Environ la moitié des entreprises de l’échantillon intègrent l’inclusion et la diversité dans leur stratégie d’entreprise. Un peu moins de la moitié y incluent également l’équité. L’inclusion est de plus en plus reconnue comme un facteur clé de succès en matière de productivité, d’innovation et de rétention. Par conséquent, le pourcentage d’entreprises qui ancrent l’inclusion dans leur stratégie RH a augmenté de 12 points de pourcentage. Cependant, dans l’ensemble, les entreprises ont encore tendance à prioriser la diversité plutôt que l’inclusion. Cela indique qu’elles n’ont pas encore pleinement intégré le fait que les bénéfices de la diversité ne peuvent être réalisés sans inclusion.

 

Pourcentage d’entreprises ayant intégré la DEI dans leur organisation, 2025

Cependant, comme le montre une analyse de régression, les entreprises qui ont ancré l’équité dans leur énoncé de mission présentent un taux d’attrition plus faible que celles qui ne l’ont pas fait. Cela signifie qu’intégrer cette valeur ne favorise pas seulement l’inclusion, mais renforce également la fidélisation des employé·e·x·s et contribue à une main-d’œuvre plus loyale et engagée.

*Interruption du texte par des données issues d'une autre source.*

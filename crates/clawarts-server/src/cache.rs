use moka::future::Cache;
use std::sync::atomic::{AtomicU64, Ordering};
use std::sync::Arc;
use std::time::Duration;

use clawarts_core::board::{TickProject, TickTask};

use crate::config::CacheConfig;

/// Cache key types for the polled board reads
#[derive(Debug, Clone, Hash, Eq, PartialEq)]
pub enum CacheKey {
    Projects,
    ProjectTasks { slug: String },
}

/// Cached value wrapper
#[derive(Debug, Clone)]
pub enum CacheValue {
    Projects(Vec<TickProject>),
    ProjectTasks(Option<(TickProject, Vec<TickTask>)>),
}

/// Read cache in front of the board tables. The dashboard polls these
/// endpoints; entries are dropped on every sync or delete.
///
/// Loads are tagged with the generation seen before reading the store. Every
/// invalidation bumps the generation first, so a load that raced a sync
/// evicts its own insert instead of serving stale rows until the TTL.
#[derive(Clone)]
pub struct BoardCache {
    cache: Cache<CacheKey, CacheValue>,
    generation: Arc<AtomicU64>,
}

impl BoardCache {
    pub fn new(config: &CacheConfig) -> Self {
        let cache = Cache::builder()
            .max_capacity(config.max_capacity)
            .time_to_live(Duration::from_secs(config.ttl_seconds))
            .build();

        Self {
            cache,
            generation: Arc::new(AtomicU64::new(0)),
        }
    }

    /// Read before loading from the store and pass to the matching `set_*`
    pub fn generation(&self) -> u64 {
        self.generation.load(Ordering::SeqCst)
    }

    async fn insert_if_fresh(&self, key: CacheKey, value: CacheValue, seen: u64) {
        self.cache.insert(key.clone(), value).await;
        if self.generation() != seen {
            tracing::debug!(key = ?key, "Board changed during load, dropping cached entry");
            self.cache.invalidate(&key).await;
        }
    }

    pub async fn get_projects(&self) -> Option<Vec<TickProject>> {
        self.cache.get(&CacheKey::Projects).await.and_then(|v| {
            if let CacheValue::Projects(data) = v {
                Some(data)
            } else {
                None
            }
        })
    }

    pub async fn set_projects(&self, data: Vec<TickProject>, seen: u64) {
        self.insert_if_fresh(CacheKey::Projects, CacheValue::Projects(data), seen)
            .await;
    }

    /// Outer `None` is a miss; inner `None` is a cached unknown project
    pub async fn get_project_tasks(&self, slug: &str) -> Option<Option<(TickProject, Vec<TickTask>)>> {
        let key = CacheKey::ProjectTasks {
            slug: slug.to_string(),
        };

        self.cache.get(&key).await.and_then(|v| {
            if let CacheValue::ProjectTasks(data) = v {
                Some(data)
            } else {
                None
            }
        })
    }

    pub async fn set_project_tasks(
        &self,
        slug: &str,
        data: Option<(TickProject, Vec<TickTask>)>,
        seen: u64,
    ) {
        let key = CacheKey::ProjectTasks {
            slug: slug.to_string(),
        };
        self.insert_if_fresh(key, CacheValue::ProjectTasks(data), seen)
            .await;
    }

    /// Drop the project list and one project's task list
    pub async fn invalidate_project(&self, slug: &str) {
        self.generation.fetch_add(1, Ordering::SeqCst);
        self.cache.invalidate(&CacheKey::Projects).await;
        self.cache
            .invalidate(&CacheKey::ProjectTasks {
                slug: slug.to_string(),
            })
            .await;
        tracing::debug!(slug = %slug, "Board cache invalidated");
    }

    pub fn entry_count(&self) -> u64 {
        self.cache.entry_count()
    }
}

Au-delà de ce qui est formulé dans une stratégie d’entreprise ou dans l’énoncé de mission d’une organisation, c’est la culture du lieu de travail qui influence le plus l’engagement, la productivité et la loyauté des employé·e·x·s. Notre Workplace Culture Survey révèle que les employé·e·x·s qui ne se sentent pas inclus·e·x·s, ne perçoivent pas leurs opportunités de développement comme équitables, transparentes et attractives, ne se sentent pas respecté·e·x·s et valorisé·e·x·s par leur supérieur·e·x, et ont vécu ou observé des discriminations, sont beaucoup plus susceptibles d’envisager de quitter leur employeur pour un autre plus engagé en matière de DEI. Les personnes qui se sentent exclues ou marginalisées sont également plus susceptibles de connaître des effets négatifs sur leur santé, ce qui influence à son tour leur intention de départ (Ehrhart & Chung, 2023). Un environnement de travail inclusif aide les employé·e·x·s à développer leur résilience, les rendant plus aptes à s’adapter à leurs rôles et réduisant ainsi les taux de fluctuation (Davies et al., 2019). De plus, le leadership inclusif joue un rôle clé dans la réduction du turnover en favorisant des relations positives entre les cadres et les autres membres des équipes, ce qui atténue les effets négatifs de la diversité sur les intentions de départ (Nishii & Mayer, 2009).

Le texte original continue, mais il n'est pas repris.